--- Material for this task Enclosed Below ---

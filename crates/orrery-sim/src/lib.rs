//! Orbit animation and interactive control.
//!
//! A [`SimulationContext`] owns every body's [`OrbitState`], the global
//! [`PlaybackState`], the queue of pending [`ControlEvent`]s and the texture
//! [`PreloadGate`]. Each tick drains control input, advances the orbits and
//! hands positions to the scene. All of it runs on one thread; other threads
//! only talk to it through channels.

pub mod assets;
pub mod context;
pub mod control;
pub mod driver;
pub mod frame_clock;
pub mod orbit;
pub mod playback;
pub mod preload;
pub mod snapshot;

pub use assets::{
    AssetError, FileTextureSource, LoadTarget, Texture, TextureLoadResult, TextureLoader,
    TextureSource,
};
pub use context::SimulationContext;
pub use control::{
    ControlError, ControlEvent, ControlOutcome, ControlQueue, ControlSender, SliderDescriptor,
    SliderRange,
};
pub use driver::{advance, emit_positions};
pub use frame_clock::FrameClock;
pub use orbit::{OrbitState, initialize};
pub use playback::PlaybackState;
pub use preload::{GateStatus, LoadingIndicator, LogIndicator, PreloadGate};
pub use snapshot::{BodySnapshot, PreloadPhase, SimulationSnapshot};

--- End of Enclosed Material for this task ---
--- Material for this task Enclosed Below ---

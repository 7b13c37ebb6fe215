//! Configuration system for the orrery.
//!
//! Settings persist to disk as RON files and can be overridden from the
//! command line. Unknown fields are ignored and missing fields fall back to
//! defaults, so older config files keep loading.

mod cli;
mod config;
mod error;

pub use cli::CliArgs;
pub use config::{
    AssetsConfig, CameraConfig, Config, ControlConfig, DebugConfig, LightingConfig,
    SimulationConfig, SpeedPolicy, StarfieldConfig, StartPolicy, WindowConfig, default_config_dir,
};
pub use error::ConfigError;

--- End of Enclosed Material for this task ---

**Problem to work on:**
The range runs from the line with "filename crates/orrery-sim/src/lib.rs" up to and including the line with "it through channels." in the listing above; please write out exactly those lines and nothing more.

**Answer section:**
filename crates/orrery-sim/src/lib.rs
//! Orbit animation and interactive control.
//!
//! A [`SimulationContext`] owns every body's [`OrbitState`], the global
//! [`PlaybackState`], the queue of pending [`ControlEvent`]s and the texture
//! [`PreloadGate`]. Each tick drains control input, advances the orbits and
//! hands positions to the scene. All of it runs on one thread; other threads
//! only talk to it through channels.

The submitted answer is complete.